Your goal:
From the first line to the last, copy the data exactly.

Provided information:
———

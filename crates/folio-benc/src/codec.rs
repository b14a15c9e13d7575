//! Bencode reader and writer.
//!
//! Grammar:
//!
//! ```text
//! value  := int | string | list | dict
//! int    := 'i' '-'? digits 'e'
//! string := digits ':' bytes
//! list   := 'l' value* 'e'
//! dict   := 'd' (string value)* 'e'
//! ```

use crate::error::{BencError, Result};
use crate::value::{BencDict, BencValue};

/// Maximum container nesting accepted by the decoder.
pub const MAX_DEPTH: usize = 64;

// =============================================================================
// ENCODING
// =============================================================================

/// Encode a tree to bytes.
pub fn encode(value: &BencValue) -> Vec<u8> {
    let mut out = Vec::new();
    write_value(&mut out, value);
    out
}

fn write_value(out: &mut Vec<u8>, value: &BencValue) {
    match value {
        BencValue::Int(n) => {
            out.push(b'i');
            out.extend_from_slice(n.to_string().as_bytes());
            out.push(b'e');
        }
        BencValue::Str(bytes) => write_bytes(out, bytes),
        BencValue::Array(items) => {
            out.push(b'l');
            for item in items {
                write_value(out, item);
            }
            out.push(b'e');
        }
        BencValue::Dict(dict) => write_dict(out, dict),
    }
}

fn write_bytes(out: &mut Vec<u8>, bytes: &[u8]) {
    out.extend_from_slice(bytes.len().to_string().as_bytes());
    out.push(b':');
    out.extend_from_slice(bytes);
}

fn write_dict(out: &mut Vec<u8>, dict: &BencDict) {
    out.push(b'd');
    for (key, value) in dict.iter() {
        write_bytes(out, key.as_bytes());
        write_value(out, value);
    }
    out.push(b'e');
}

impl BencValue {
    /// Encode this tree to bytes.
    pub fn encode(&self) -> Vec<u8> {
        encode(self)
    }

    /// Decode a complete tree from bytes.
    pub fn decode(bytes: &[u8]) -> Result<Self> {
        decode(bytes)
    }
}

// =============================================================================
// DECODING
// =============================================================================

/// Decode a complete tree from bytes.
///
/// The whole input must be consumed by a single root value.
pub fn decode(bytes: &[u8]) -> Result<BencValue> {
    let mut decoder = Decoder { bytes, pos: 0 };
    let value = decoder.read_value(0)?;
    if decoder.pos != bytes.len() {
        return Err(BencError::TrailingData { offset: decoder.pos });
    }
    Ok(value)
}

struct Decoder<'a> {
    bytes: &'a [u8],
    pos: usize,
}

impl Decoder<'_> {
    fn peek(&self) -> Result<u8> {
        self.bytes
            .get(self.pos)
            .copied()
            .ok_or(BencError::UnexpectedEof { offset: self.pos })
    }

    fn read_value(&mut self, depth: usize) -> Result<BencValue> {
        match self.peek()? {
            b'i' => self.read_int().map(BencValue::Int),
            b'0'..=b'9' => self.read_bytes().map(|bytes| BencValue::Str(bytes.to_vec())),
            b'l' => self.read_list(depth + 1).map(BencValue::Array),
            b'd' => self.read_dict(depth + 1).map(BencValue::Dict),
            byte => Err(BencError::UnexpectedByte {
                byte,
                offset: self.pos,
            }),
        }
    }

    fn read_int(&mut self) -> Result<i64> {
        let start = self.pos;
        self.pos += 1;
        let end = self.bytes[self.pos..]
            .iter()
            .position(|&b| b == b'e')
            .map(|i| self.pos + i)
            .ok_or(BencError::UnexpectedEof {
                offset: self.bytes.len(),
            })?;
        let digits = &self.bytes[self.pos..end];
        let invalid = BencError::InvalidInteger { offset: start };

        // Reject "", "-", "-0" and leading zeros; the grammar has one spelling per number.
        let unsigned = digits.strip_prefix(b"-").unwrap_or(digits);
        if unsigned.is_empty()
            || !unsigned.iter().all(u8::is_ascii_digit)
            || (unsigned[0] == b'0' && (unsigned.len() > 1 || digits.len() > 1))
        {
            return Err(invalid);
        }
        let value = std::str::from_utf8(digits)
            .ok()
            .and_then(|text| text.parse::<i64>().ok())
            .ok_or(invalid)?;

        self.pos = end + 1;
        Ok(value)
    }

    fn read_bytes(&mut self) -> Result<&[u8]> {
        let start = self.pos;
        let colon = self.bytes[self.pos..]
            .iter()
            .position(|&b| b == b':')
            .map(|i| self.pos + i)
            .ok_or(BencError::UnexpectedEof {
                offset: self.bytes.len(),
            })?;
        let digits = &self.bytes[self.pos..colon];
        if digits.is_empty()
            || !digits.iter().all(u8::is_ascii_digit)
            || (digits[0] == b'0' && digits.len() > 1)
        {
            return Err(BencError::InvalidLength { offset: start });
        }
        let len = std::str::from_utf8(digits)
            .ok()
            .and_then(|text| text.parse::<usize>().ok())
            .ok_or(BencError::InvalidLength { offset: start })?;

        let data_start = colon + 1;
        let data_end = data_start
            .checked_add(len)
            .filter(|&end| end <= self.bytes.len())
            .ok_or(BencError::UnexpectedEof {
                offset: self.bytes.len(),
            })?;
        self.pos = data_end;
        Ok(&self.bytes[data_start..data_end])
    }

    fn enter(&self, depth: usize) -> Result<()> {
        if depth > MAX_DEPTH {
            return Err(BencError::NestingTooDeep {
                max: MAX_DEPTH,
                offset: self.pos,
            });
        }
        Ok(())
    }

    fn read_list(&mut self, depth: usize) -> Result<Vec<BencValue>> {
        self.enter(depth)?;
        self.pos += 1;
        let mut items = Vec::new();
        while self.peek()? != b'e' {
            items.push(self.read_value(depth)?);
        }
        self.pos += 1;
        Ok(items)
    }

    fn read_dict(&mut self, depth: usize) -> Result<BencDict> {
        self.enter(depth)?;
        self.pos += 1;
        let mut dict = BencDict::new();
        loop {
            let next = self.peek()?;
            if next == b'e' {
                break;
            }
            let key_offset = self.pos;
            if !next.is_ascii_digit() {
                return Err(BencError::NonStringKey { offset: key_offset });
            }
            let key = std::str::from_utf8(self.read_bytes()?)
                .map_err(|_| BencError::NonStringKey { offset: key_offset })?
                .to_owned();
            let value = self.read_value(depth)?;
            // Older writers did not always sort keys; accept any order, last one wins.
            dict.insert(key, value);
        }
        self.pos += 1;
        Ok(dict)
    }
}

———

Response below:
filename crates/folio-benc/src/codec.rs
repository b14a15c9e13d7575
//! Bencode reader and writer.
//!
//! Grammar:
//!
//! ```text
//! value  := int | string | list | dict
//! int    := 'i' '-'? digits 'e'
//! string := digits ':' bytes
//! list   := 'l' value* 'e'
//! dict   := 'd' (string value)* 'e'
//! ```

use crate::error::{BencError, Result};
use crate::value::{BencDict, BencValue};

/// Maximum container nesting accepted by the decoder.
pub const MAX_DEPTH: usize = 64;

// =============================================================================
// ENCODING
// =============================================================================

/// Encode a tree to bytes.
pub fn encode(value: &BencValue) -> Vec<u8> {
    let mut out = Vec::new();
    write_value(&mut out, value);
    out
}

fn write_value(out: &mut Vec<u8>, value: &BencValue) {
    match value {
        BencValue::Int(n) => {
            out.push(b'i');
            out.extend_from_slice(n.to_string().as_bytes());
            out.push(b'e');
        }
        BencValue::Str(bytes) => write_bytes(out, bytes),
        BencValue::Array(items) => {
            out.push(b'l');
            for item in items {
                write_value(out, item);
            }
            out.push(b'e');
        }
        BencValue::Dict(dict) => write_dict(out, dict),
    }
}

fn write_bytes(out: &mut Vec<u8>, bytes: &[u8]) {
    out.extend_from_slice(bytes.len().to_string().as_bytes());
    out.push(b':');
    out.extend_from_slice(bytes);
}

fn write_dict(out: &mut Vec<u8>, dict: &BencDict) {
    out.push(b'd');
    for (key, value) in dict.iter() {
        write_bytes(out, key.as_bytes());
        write_value(out, value);
    }
    out.push(b'e');
}

impl BencValue {
    /// Encode this tree to bytes.
    pub fn encode(&self) -> Vec<u8> {
        encode(self)
    }

    /// Decode a complete tree from bytes.
    pub fn decode(bytes: &[u8]) -> Result<Self> {
        decode(bytes)
    }
}

// =============================================================================
// DECODING
// =============================================================================

/// Decode a complete tree from bytes.
///
/// The whole input must be consumed by a single root value.
pub fn decode(bytes: &[u8]) -> Result<BencValue> {
    let mut decoder = Decoder { bytes, pos: 0 };
    let value = decoder.read_value(0)?;
    if decoder.pos != bytes.len() {
        return Err(BencError::TrailingData { offset: decoder.pos });
    }
    Ok(value)
}

struct Decoder<'a> {
    bytes: &'a [u8],
    pos: usize,
}

impl Decoder<'_> {
    fn peek(&self) -> Result<u8> {
        self.bytes
            .get(self.pos)
            .copied()
            .ok_or(BencError::UnexpectedEof { offset: self.pos })
    }

    fn read_value(&mut self, depth: usize) -> Result<BencValue> {
        match self.peek()? {
            b'i' => self.read_int().map(BencValue::Int),
            b'0'..=b'9' => self.read_bytes().map(|bytes| BencValue::Str(bytes.to_vec())),
            b'l' => self.read_list(depth + 1).map(BencValue::Array),
            b'd' => self.read_dict(depth + 1).map(BencValue::Dict),
            byte => Err(BencError::UnexpectedByte {
                byte,
                offset: self.pos,
            }),
        }
    }

    fn read_int(&mut self) -> Result<i64> {
        let start = self.pos;
        self.pos += 1;
        let end = self.bytes[self.pos..]
            .iter()
            .position(|&b| b == b'e')
            .map(|i| self.pos + i)
            .ok_or(BencError::UnexpectedEof {
                offset: self.bytes.len(),
            })?;
        let digits = &self.bytes[self.pos..end];
        let invalid = BencError::InvalidInteger { offset: start };

        // Reject "", "-", "-0" and leading zeros; the grammar has one spelling per number.
        let unsigned = digits.strip_prefix(b"-").unwrap_or(digits);
        if unsigned.is_empty()
            || !unsigned.iter().all(u8::is_ascii_digit)
            || (unsigned[0] == b'0' && (unsigned.len() > 1 || digits.len() > 1))
        {
            return Err(invalid);
        }
        let value = std::str::from_utf8(digits)
            .ok()
            .and_then(|text| text.parse::<i64>().ok())
            .ok_or(invalid)?;

        self.pos = end + 1;
        Ok(value)
    }

    fn read_bytes(&mut self) -> Result<&[u8]> {
        let start = self.pos;
        let colon = self.bytes[self.pos..]
            .iter()
            .position(|&b| b == b':')
            .map(|i| self.pos + i)
            .ok_or(BencError::UnexpectedEof {
                offset: self.bytes.len(),
            })?;
        let digits = &self.bytes[self.pos..colon];
        if digits.is_empty()
            || !digits.iter().all(u8::is_ascii_digit)
            || (digits[0] == b'0' && digits.len() > 1)
        {
            return Err(BencError::InvalidLength { offset: start });
        }
        let len = std::str::from_utf8(digits)
            .ok()
            .and_then(|text| text.parse::<usize>().ok())
            .ok_or(BencError::InvalidLength { offset: start })?;

        let data_start = colon + 1;
        let data_end = data_start
            .checked_add(len)
            .filter(|&end| end <= self.bytes.len())
            .ok_or(BencError::UnexpectedEof {
                offset: self.bytes.len(),
            })?;
        self.pos = data_end;
        Ok(&self.bytes[data_start..data_end])
    }

    fn enter(&self, depth: usize) -> Result<()> {
        if depth > MAX_DEPTH {
            return Err(BencError::NestingTooDeep {
                max: MAX_DEPTH,
                offset: self.pos,
            });
        }
        Ok(())
    }

    fn read_list(&mut self, depth: usize) -> Result<Vec<BencValue>> {
        self.enter(depth)?;
        self.pos += 1;
        let mut items = Vec::new();
        while self.peek()? != b'e' {
            items.push(self.read_value(depth)?);
        }
        self.pos += 1;
        Ok(items)
    }

    fn read_dict(&mut self, depth: usize) -> Result<BencDict> {
        self.enter(depth)?;
        self.pos += 1;
        let mut dict = BencDict::new();
        loop {
            let next = self.peek()?;
            if next == b'e' {
                break;
            }
            let key_offset = self.pos;
            if !next.is_ascii_digit() {
                return Err(BencError::NonStringKey { offset: key_offset });
            }
            let key = std::str::from_utf8(self.read_bytes()?)
                .map_err(|_| BencError::NonStringKey { offset: key_offset })?
                .to_owned();
            let value = self.read_value(depth)?;
            // Older writers did not always sort keys; accept any order, last one wins.
            dict.insert(key, value);
        }
        self.pos += 1;
        Ok(dict)
    }
}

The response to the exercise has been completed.